Many models of aging assume that processes such as cellular senescence or epigenetic alteration occur under sterile conditions. However, humans sustain infection with viral, bacterial, fungal, and parasite pathogens across the course of a lifetime, many of which are capable of long-term persistence in host tissue and nerves. These pathogens—especially members of the human virome like herpesviruses, as well as intracellular bacteria and parasites—express proteins and metabolites capable of interfering with host immune signaling, mitochondrial function, gene expression, and the epigenetic environment. This paper reviews these and other key mechanisms by which infectious agents can accelerate features of human aging. This includes hijacking of host mitochondria to gain replication substrates, or the expression of proteins that distort the signaling of host longevity-regulating pathways. We further delineate mechanisms by which pathogen activity contributes to age-related disease development: for example, Alzheimer’s amyloid-β plaque can act as an antimicrobial peptide that forms in response to infection.
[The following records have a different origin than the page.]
//! Field path resolution against dynamically shaped values.
//!
//! Rules, applied segment by segment:
//! - a record is searched for the segment by exact, case-sensitive name;
//! - a list met mid-path is traversed through its first element, unless the
//!   segment is a number, which selects that index;
//! - a null (nil pointer, unset optional) ends the walk and resolves to null;
//! - anything else (scalar, missing name, empty list) is not found.

use bossctl_types::{FieldPath, Value};

/// Resolve `path` against `root`. `None` means the field does not exist,
/// which is distinct from a field that exists and is null.
pub fn resolve<'a>(root: &'a Value, path: &FieldPath) -> Option<&'a Value> {
    let mut current = root;
    for segment in path.segments() {
        if current.is_null() {
            return Some(current);
        }
        current = step(current, segment)?;
    }
    Some(current)
}

/// Mutable twin of [`resolve`], same traversal rules.
pub fn resolve_mut<'a>(root: &'a mut Value, path: &FieldPath) -> Option<&'a mut Value> {
    let mut current = root;
    for segment in path.segments() {
        if current.is_null() {
            return Some(current);
        }
        current = step_mut(current, segment)?;
    }
    Some(current)
}

fn step<'a>(value: &'a Value, segment: &str) -> Option<&'a Value> {
    match value {
        Value::Record(fields) => fields.get(segment),
        Value::List(items) => match segment.parse::<usize>() {
            Ok(index) => items.get(index),
            Err(_) => match items.first()? {
                Value::Record(fields) => fields.get(segment),
                _ => None,
            },
        },
        _ => None,
    }
}

fn step_mut<'a>(value: &'a mut Value, segment: &str) -> Option<&'a mut Value> {
    match value {
        Value::Record(fields) => fields.get_mut(segment),
        Value::List(items) => match segment.parse::<usize>() {
            Ok(index) => items.get_mut(index),
            Err(_) => match items.first_mut()? {
                Value::Record(fields) => fields.get_mut(segment),
                _ => None,
            },
        },
        _ => None,
    }
}

#[cfg(test)]
mod tests {
    use super::*;
    use bossctl_types::Fields;

    fn path(s: &str) -> FieldPath {
        FieldPath::parse(s).unwrap()
    }

    fn pm_configs() -> Value {
        let metric = |name: &str| Fields::new().with("Name", name).with("Enabled", true);
        Value::Record(
            Fields::new()
                .with("DefaultFreq", 50u32)
                .with("Metrics", vec![metric("rx_bytes"), metric("tx_bytes")])
                .with("Groups", Vec::<Fields>::new())
                .with("Response", Value::Null),
        )
    }

    #[test]
    fn test_resolve_nested_and_top_level() {
        let v = pm_configs();
        assert_eq!(resolve(&v, &path("DefaultFreq")), Some(&Value::Uint(50)));
    }

    #[test]
    fn test_list_mid_path_uses_first_element() {
        let v = pm_configs();
        assert_eq!(
            resolve(&v, &path("Metrics.Name")),
            Some(&Value::from("rx_bytes"))
        );
    }

    #[test]
    fn test_numeric_segment_indexes_list() {
        let v = pm_configs();
        assert_eq!(
            resolve(&v, &path("Metrics.1.Name")),
            Some(&Value::from("tx_bytes"))
        );
        assert_eq!(resolve(&v, &path("Metrics.7.Name")), None);
    }

    #[test]
    fn test_empty_list_mid_path_is_not_found() {
        let v = pm_configs();
        assert_eq!(resolve(&v, &path("Groups.GroupName")), None);
    }

    #[test]
    fn test_null_is_present_not_missing() {
        let v = pm_configs();
        assert_eq!(resolve(&v, &path("Response")), Some(&Value::Null));
        assert_eq!(
            resolve(&v, &path("Response.ErrReason")),
            Some(&Value::Null)
        );
    }

    #[test]
    fn test_missing_and_case_mismatch_not_found() {
        let v = pm_configs();
        assert_eq!(resolve(&v, &path("defaultFreq")), None);
        assert_eq!(resolve(&v, &path("Nope")), None);
        assert_eq!(resolve(&v, &path("DefaultFreq.Inner")), None);
    }

    #[test]
    fn test_resolve_mut_updates_in_place() {
        let mut v = pm_configs();
        if let Some(slot) = resolve_mut(&mut v, &path("Metrics.Name")) {
            *slot = Value::from("renamed");
        }
        assert_eq!(
            resolve(&v, &path("Metrics.0.Name")),
            Some(&Value::from("renamed"))
        );
    }
}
Overall, because many pathogens dysregulate mTOR, AMPK, or related immunometabolic signaling, healthspan interventions such as low-dose rapamycin, metformin, glutathione, and NAD+ may exert part of their effect by controlling persistent infection. The lack of diagnostics capable of detecting tissue-resident pathogen activity remains a critical bottleneck. Emerging tools—such as ultrasensitive protein assays, cfRNA metagenomics, and immune repertoire profiling—may enable integration of pathogen detection into biological age tracking. Incorporating infection into aging models is essential to more accurately characterize drivers of senescence and to optimize therapeutic strategies that target both host and microbial contributors to aging.